Het btw-ondernemerschap van een lid van de rvc met één commissariaat stond onlangs ter discussie in een procedure. Het Hof twijfelt of de commissaris als ondernemer voor de btw kan worden aangemerkt en stelt vragen aan het Europese Hof van Justitie.
Indien je een vergoeding ontvangt voor je commissariaat, je btw berekent én je geen gebruik maakt van de kleine ondernemersregeling, kan het verstandig zijn bezwaar te maken tegen de eigen btw-aangifte.
Btw-ondernemerschap commissaris
Sinds de intrekking van de btw-goedkeuring wordt, vanaf 1 januari 2013, een commissariaat bij één rvc in beginsel als een economische activiteit beschouwd en kwalificeert de betreffende commissaris als btw-ondernemer als hij/zij een vergoeding ontvangt.
Voor verlichting van de administratieve gevolgen is voor bepaalde situaties een faciliteit (kleine ondernemersregeling c.q. ontheffing administratieve verplichtingen) beschikbaar gemaakt. In beginsel moet de commissaris, althans volgens de belastingdienst, ‘gewoon’ btw voldoen.
Twijfel btw-ondernemerschap
Onlangs stond het btw-ondernemerschap van een lid van de rvc met één commissariaat ter discussie in een procedure. De betreffende commissaris stelt dat hij ten onrechte als btw-ondernemer is aangemerkt. Hof Den Bosch ziet zowel argumenten vóór als tegen de opvatting dat de commissaris zelfstandig een economische activiteit verricht en als btw-ondernemer is aan te merken.
‘Vóór btw-ondernemerschap pleit dat een lid van de rvc binnen deze raad onafhankelijk en kritisch moet opereren ten opzichte van de andere leden van de rvc. ‘Tegen’ de opvatting van btw-ondernemerschap pleit dat er wel een bepaalde verhouding van ondergeschiktheid is wat betreft arbeidsvoorwaarden en honorering waardoor de commissaris als het ware in loondienst is.

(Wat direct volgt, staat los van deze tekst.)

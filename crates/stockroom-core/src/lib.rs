//! # stockroom-core: Pure Domain Logic for Stockroom
//!
//! This crate holds everything about the inventory back office that can be
//! expressed without touching a database, a file or the network.
//!
//! ## Architecture Position
//! ```text
//! ┌─────────────────────────────────────────────────────────────────────────┐
//! │                        Stockroom Architecture                           │
//! │                                                                         │
//! │  ┌─────────────────────────────────────────────────────────────────┐   │
//! │  │            Web Frontend (Items, Orders, Customers, ...)         │   │
//! │  └─────────────────────────────┬───────────────────────────────────┘   │
//! │                                │                                        │
//! │  ┌─────────────────────────────▼───────────────────────────────────┐   │
//! │  │     stockroom-services (Inventory, AuthService, uploads)        │   │
//! │  └─────────────────────────────┬───────────────────────────────────┘   │
//! │                                │                                        │
//! │  ┌─────────────────────────────▼───────────────────────────────────┐   │
//! │  │             ★ stockroom-core (THIS CRATE) ★                     │   │
//! │  │                                                                 │   │
//! │  │   ┌───────────┐  ┌───────────┐  ┌───────────┐  ┌───────────┐  │   │
//! │  │   │   types   │  │   money   │  │ classify  │  │ validation│  │   │
//! │  │   │   Item    │  │  Money    │  │  rules    │  │  required │  │   │
//! │  │   │   Order   │  │  Locale   │  │ category  │  │  fields   │  │   │
//! │  │   └───────────┘  └───────────┘  └───────────┘  └───────────┘  │   │
//! │  │                                                                 │   │
//! │  │   NO I/O • NO DATABASE • NO NETWORK • PURE FUNCTIONS           │   │
//! │  └─────────────────────────────────────────────────────────────────┘   │
//! │                                │                                        │
//! │  ┌─────────────────────────────▼───────────────────────────────────┐   │
//! │  │                stockroom-db (Database Layer)                    │   │
//! │  └─────────────────────────────────────────────────────────────────┘   │
//! └─────────────────────────────────────────────────────────────────────────┘
//! ```
//!
//! ## Modules
//!
//! - [`types`] - Records (Item, Warehouse, Order, Customer, Settings, ...)
//! - [`money`] - Integer money plus currency/locale display formatting
//! - [`classify`] - Keyword rules that bucket error messages into categories
//! - [`pagination`] - Page requests and `total_pages` math
//! - [`validation`] - Required-field and format checks run before any write
//! - [`backup`] - The JSON backup document
//! - [`error`] - Domain error types
//!
//! ## Example Usage
//!
//! ```rust
//! use stockroom_core::money::format_currency;
//!
//! assert_eq!(format_currency(1234.5, "USD", "en"), "$1,234.50");
//! ```

// =============================================================================
// Module Declarations
// =============================================================================

pub mod backup;
pub mod classify;
pub mod error;
pub mod money;
pub mod pagination;
pub mod types;
pub mod validation;

// =============================================================================
// Re-exports for Convenience
// =============================================================================

pub use backup::BackupDocument;
pub use classify::ErrorCategory;
pub use error::{CoreError, CoreResult, ValidationError};
pub use money::{Currency, Locale, Money};
pub use pagination::{Page, PageRequest};
pub use types::*;

// =============================================================================
// Crate-Level Constants
// =============================================================================

/// Page size used when a caller does not ask for one.
pub const DEFAULT_PAGE_SIZE: u32 = 20;

/// Upper bound on page size; larger requests are clamped.
pub const MAX_PAGE_SIZE: u32 = 100;

/// Number of handled errors kept in the in-memory error log.
pub const ERROR_LOG_CAPACITY: usize = 50;

/// Days a trashed item is kept before it becomes eligible for purging.
///
/// ## Note
/// Nothing purges on a timer. Purging is an explicit operation
/// (`Inventory::purge_expired_trash`, `stockroom-admin purge-trash`).
pub const TRASH_RETENTION_DAYS: i64 = 30;

/// Items at or below this quantity count as "low stock" on the dashboard.
pub const LOW_STOCK_THRESHOLD: i64 = 10;

/// Folder used for item images when no folder is given.
pub const DEFAULT_UPLOAD_FOLDER: &str = "items";

/// Attempts made by the image uploader before giving up.
pub const DEFAULT_UPLOAD_RETRIES: u32 = 3;

#[cfg(test)]
mod tests {
    use super::*;

    #[test]
    fn test_root_exports_cover_backup_and_pagination() {
        let json = r#"{"items": [], "orders": [], "settings": null}"#;
        let doc = BackupDocument::parse(json).unwrap();
        assert!(doc.items.is_empty());

        let page = PageRequest::new(1, MAX_PAGE_SIZE + 1);
        assert_eq!(page.page_size, MAX_PAGE_SIZE);
    }
}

In deze specifieke situatie ging het om een gemeenteambtenaar die daarnaast lid was van de raad van commissarissen van een stichting die huisvesting aanbiedt.
Vraag aan het Europese Hof van Justitie
Volgens Hof Den Bosch bestaat er zoveel twijfel over het antwoord op de vraag naar het btw-ondernemerschap, dat het stellen van een prejudiciële vraag aan het HvJ EU noodzakelijk is.
Het Hof vraagt daarom of een lid van de rvc van een stichting, die voor zijn arbeids- en bezoldi-gingsvoorwaarden wel in een ondergeschikte positie verkeert ten opzichte van de rvc, maar die overigens niet in een ondergeschikte positie verkeert ten opzichte van de rvc of de stichting, deze activiteiten verricht als btw-ondernemer.
Wat betekent dit?
Loonbelasting
Voor de loonbelasting heeft bovenstaande discussie geen gevolgen. Commissarissen zijn vanaf 1 januari 2017 niet meer in fictieve dienstbetrekking bij de organisatie waar zij toezicht houden. Dit betekent dat de betalingen aan deze leden vanaf dat moment zonder inhouding en afdracht van loonheffing kan plaatsvinden.
Ondanks de afschaffing van de fictieve dienstbetrekking kan de commissaris wel opteren voor werknemerschap. Hierdoor valt de commissaris vrijwillig onder de Wet op de loonbelasting 1964.
Omzetbelasting
Als je als commissaris een vergoeding ontvangt voor je werkzaamheden kan deze procedure gevolgen voor je hebben. Wanneer je btw in rekening brengt over deze vergoeding kan het verstandig zijn jouw rechten veilig te stellen door standaard bezwaar te maken tegen de eigen btw-aangifte(n). Je moet er rekening mee houden dat beantwoording van de door de Nederlandse rechter aan het Europese Hof van Justitie gestelde vraag enige tijd zal duren.
Een commissaris die voor de btw gebruik maakt van de ‘kleine ondernemersregeling’ en thans gebruik kan maken van een vermindering van de te betalen btw, zal er waarschijnlijk voor kiezen dit te blijven doen. Dit geldt ook voor de commissaris die voor de btw als kleine ondernemer ontheffing heeft gekregen van zijn of haar administratieve en factureringsverplichtingen.
De btw-ondernemer die de vergoeding aan de Nederlandse commissaris uitbetaalt, hoeft op dit punt geen specifieke actie te ondernemen en kan de eventueel door de commissaris gefactureerde btw als normale voorbelasting blijven behandelen in afwachting van de afloop van de lopende procedure of eventuele andersluidende signalen over deze problematiek van de kant van de belastingdienst.